2. An electrically driven potter's wheel comprising:
a casing, a molding table rotatably mounted to said casing and having a drive shaft, a generally cup-shaped member being generally downwardly open and having a resilient ring along an inner surface of its lower edge, said member being rotatably mounted on said casing and fixed to said shaft, drive means comprising: an electric motor, a conical roller directly coupled to said electric motor and arranged to frictionally engage said ring to drive said table, a speed changing shaft rotatable by a user of the potter's wheel, and an arm extending from said speed changing shaft and connected pivotably to said electric motor to displace the latter generally vertically relative to said ring when said speed changing shaft is rotated, a spring operably disposed between said electric motor and said casing for generating contact pressure between said ring and said conical roller, and a seat provided on the side wall of said casing to bear against all of the force of said spring in a state wherein said drive means is sufficiently lowered to enable said molding table can be turned freely in independently of said drive means, said force acting on said seat being decreased in the course of raising of said drive means from maximum to zero by the frictional engagement between said conical roller and said ring which occurs gradually increasing contact pressure from zero to maximum. |
Electrically driven potter's wheels are known which are provided with a driving unit consisting of an electric motor and a conical roller directly coupled to the electric motor. In one known type a rim wheel on the table shaft is driven directly by the roller of the driving unit, and in another known type a belt is hung between a pulley on the table shaft and a pulley driven by the driving unit so that the speed is also reduced by the pulley-driving-part. The former will be called "direct driving type" and the latter will be called "belt driving type" or "reduction-driving type". They both have merits and disadvantages as follows:
(1) Directing Driving Type:
In this type the rim wheel on the shaft of the molding table is driven by a roller which is directly coupled with an electric motor. That driving unit comprising the roller and the electric motor is moved in a horizontal direction to vary the speed of the molding table. Since the speed is not reduced by a belt-and-pulley-device, the roller of the driving unit must drive the rim wheel on the molding table under a relatively large contact pressure. Therefore, the wear and fatigue of the rubber ring on the rim wheel are so large as to shorten the life of the potter's wheel. On the other hand, the structure of this potter's wheel is remarkably simplified, and further, the overall size of the potter's wheel becomes small, taking-on a compact construction.

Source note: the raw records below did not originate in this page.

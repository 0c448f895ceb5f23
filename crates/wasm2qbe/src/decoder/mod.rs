//! Binary decoder: bytes → [`Module`].
//!
//! Checks only structural well-formedness (magic, version, section order and
//! sizes, LEB128 encodings, UTF-8 names) and [`ParserLimits`]. Every count is
//! compared against its limit before anything is allocated for it, and
//! vectors reserve at most one slot per remaining input byte, so a lying count
//! cannot exhaust memory. Cross-references are left to the validator.

pub mod limits;
pub mod module;
pub mod operators;
pub mod reader;
pub mod simd;
pub mod types;

pub use limits::ParserLimits;
pub use module::*;
pub use operators::{LoadOp, MemArg, NumericOp, Operator, OperatorsReader, SimdImm, StoreOp};
pub use types::*;

use crate::error::ParseError;
use reader::{BinaryReader, Result};

const WASM_MAGIC: &[u8; 4] = b"\0asm";
const WASM_VERSION: u32 = 1;

/// Section ids in canonical order. Custom sections (id 0) may appear
/// anywhere and are not ordered.
#[derive(Debug, Clone, Copy, PartialEq, Eq, PartialOrd, Ord)]
enum SectionId {
    Type,
    Import,
    Function,
    Table,
    Memory,
    Tag,
    Global,
    Export,
    Start,
    Element,
    DataCount,
    Code,
    Data,
}

impl SectionId {
    fn from_byte(b: u8) -> Option<Self> {
        Some(match b {
            1 => SectionId::Type,
            2 => SectionId::Import,
            3 => SectionId::Function,
            4 => SectionId::Table,
            5 => SectionId::Memory,
            13 => SectionId::Tag,
            6 => SectionId::Global,
            7 => SectionId::Export,
            8 => SectionId::Start,
            9 => SectionId::Element,
            12 => SectionId::DataCount,
            10 => SectionId::Code,
            11 => SectionId::Data,
            _ => return None,
        })
    }
}
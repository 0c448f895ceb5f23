//! Structured control flow: block, loop, if/else, end, br, br_if, br_table
//! and return.

use super::core::{BranchTarget, ControlKind, IrBuilder};
use crate::decoder::BlockType;
use crate::ir::types::*;
use anyhow::{bail, Context, Result};

impl<'m> IrBuilder<'m> {
    pub(super) fn translate_block(&mut self, ty: BlockType) -> Result<()> {
        let (params, results) = self.block_signature(ty)?;
        self.push_control(ControlKind::Block, params, results)?;
        Ok(())
    }

    /// The loop header gets one phi per parameter; the entry edge and every
    /// back edge feed them.
    pub(super) fn translate_loop(&mut self, ty: BlockType) -> Result<()> {
        let (params, results) = self.block_signature(ty)?;
        let entry_values = self.pop_n(params.len())?;
        let from = self.current_block;
        let header = self.new_block();
        let phis: Vec<VarId> = params.iter().map(|ty| self.new_var(*ty)).collect();
        self.blocks[header.0 as usize].phis = phis
            .iter()
            .zip(&entry_values)
            .map(|(dest, value)| IrPhi {
                dest: *dest,
                incoming: vec![(from, *value)],
            })
            .collect();
        self.terminate(IrTerminator::Jump { target: header });
        self.switch_to(header);
        self.push_all(&phis);

        let frame = self.push_control(ControlKind::Loop, params, results)?;
        frame.header = Some(header);
        frame.header_phis = phis;
        Ok(())
    }

    pub(super) fn translate_if(&mut self, ty: BlockType) -> Result<()> {
        let (params, results) = self.block_signature(ty)?;
        let cond = self.pop()?;
        let if_params = self.peek_n(params.len())?;
        let then_block = self.new_block();
        let else_block = self.new_block();
        self.terminate(IrTerminator::BranchIf {
            condition: cond,
            if_true: then_block,
            if_false: else_block,
        });
        self.switch_to(then_block);

        let frame = self.push_control(ControlKind::If, params, results)?;
        frame.else_block = Some(else_block);
        frame.if_params = if_params;
        Ok(())
    }

    /// Close the then arm and start the else arm with the `if` parameters.
    pub(super) fn translate_else(&mut self) -> Result<()> {
        let idx = self.control_stack.len() - 1;
        if self.control_stack[idx].kind != ControlKind::If {
            bail!("else without matching if");
        }
        if self.reachable {
            self.fallthrough_to_cont(idx)?;
        }
        let frame = &mut self.control_stack[idx];
        frame.kind = ControlKind::Else;
        let else_block = frame.else_block.take().context("if frame without else block")?;
        let height = frame.height;
        let if_params = std::mem::take(&mut frame.if_params);

        self.value_stack.truncate(height);
        self.switch_to(else_block);
        self.push_all(&if_params);
        Ok(())
    }

    pub(super) fn translate_end(&mut self) -> Result<()> {
        let idx = self.control_stack.len() - 1;
        match self.control_stack[idx].kind {
            ControlKind::Function => {
                if self.reachable {
                    let values = self.pop_n(self.results.len())?;
                    self.terminate(IrTerminator::Return { values });
                }
                self.pop_control()?;
                self.reachable = false;
                Ok(())
            }
            ControlKind::Block | ControlKind::Loop if self.control_stack[idx].cont.is_none() => {
                // Nothing branches to the end: values stay where they are.
                let frame = self.pop_control()?;
                if !self.reachable {
                    self.value_stack.truncate(frame.height);
                }
                Ok(())
            }
            ControlKind::Block | ControlKind::Loop | ControlKind::Else => {
                if self.reachable {
                    self.fallthrough_to_cont(idx)?;
                }
                let frame = self.pop_control()?;
                self.enter_cont(&frame);
                Ok(())
            }
            ControlKind::If => {
                if self.reachable {
                    self.fallthrough_to_cont(idx)?;
                }
                // No else arm: the false edge carries the parameters through.
                let else_block = self.control_stack[idx]
                    .else_block
                    .context("if frame without else block")?;
                let if_params = self.control_stack[idx].if_params.clone();
                let cont = self.cont_of(idx);
                self.switch_to(else_block);
                self.add_phi_incoming(cont, else_block, &if_params)?;
                self.terminate(IrTerminator::Jump { target: cont });
                let frame = self.pop_control()?;
                self.enter_cont(&frame);
                Ok(())
            }
            ControlKind::Try | ControlKind::Catch | ControlKind::CatchAll => self.end_try(idx),
        }
    }

    pub(super) fn translate_br(&mut self, depth: u32) -> Result<()> {
        let arity = self.label_arity(depth)?;
        let values = self.pop_n(arity)?;
        let (target, pops) = self.branch_target(depth)?;
        self.emit_branch(target, pops, values)?;
        self.mark_unreachable()
    }

    /// Lower `br_table`. Labels that need phi operands or handler pops are
    /// reached through one edge block per distinct depth.
    pub(super) fn translate_br_table(&mut self, targets: &[u32], default: u32) -> Result<()> {
        let index = self.pop()?;
        let arity = self.label_arity(default)?;
        let values = self.peek_n(arity)?;
        let source = self.current_block;

        let mut edges: Vec<(u32, BlockId)> = Vec::new();
        let mut resolve = |this: &mut Self, depth: u32| -> Result<BlockId> {
            if let Some((_, block)) = edges.iter().find(|(d, _)| *d == depth) {
                return Ok(*block);
            }
            let (target, pops) = this.branch_target(depth)?;
            let block = match target {
                BranchTarget::Block {
                    block,
                    has_phis: false,
                } if pops == 0 => block,
                _ => {
                    let edge = this.new_block();
                    this.switch_to(edge);
                    this.emit_branch(target, pops, values.clone())?;
                    edge
                }
            };
            edges.push((depth, block));
            Ok(block)
        };

        let mut table = Vec::with_capacity(targets.len());
        for depth in targets {
            table.push(resolve(self, *depth)?);
        }
        let default = resolve(self, default)?;

        self.switch_to(source);
        self.terminate(IrTerminator::BranchTable {
            index,
            targets: table,
            default,
        });
        self.mark_unreachable()
    }

    pub(super) fn translate_return(&mut self) -> Result<()> {
        let values = self.pop_n(self.results.len())?;
        let pops = self.handlers_above(0);
        self.emit_branch(BranchTarget::Return, pops, values)?;
        self.mark_unreachable()
    }
}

(2) Belt Driving Type (Reduction Driving Type):
Since the speed is reduced by the belt-and-pulley-device, the roller of the driving unit can drive the follower wheel under a relatively small contact pressure. Therefore, the wear of the rubber ring on the follower wheel is small and the life of the potter's wheel is long. But, on the other hand, the construction is comparatively complicated, the number of component parts is large and the lengthwise dimension is large. Further, this type of potter's wheel often causes noise and vibration due to an irregular wear of the belt.
Although each of the above-two types of electrically driven potter's wheels are known, in most cases potter's wheels of the belt driving type are used since the life of this type is longer than that of the direct-driving type.
One object of the present invention is to provide an electrically driven potter's wheel of the direct driving type of simple construction, small size and low price which is not accompanied with the disadvantage of short life.
The potter's wheel according to the present invention is characterized in that, a cup-shaped member having a large depth is fitted with a rubber ring along the inner surface of its open side portion. This member is fixed to a shaft of the molding table (turn table). A conical roller is directly coupled to an electric motor and frictionally engages the rubber ring. A speed changing mechanism moves the conical roller in a nearly vertical direction relative to the ring to vary its effective contact radius.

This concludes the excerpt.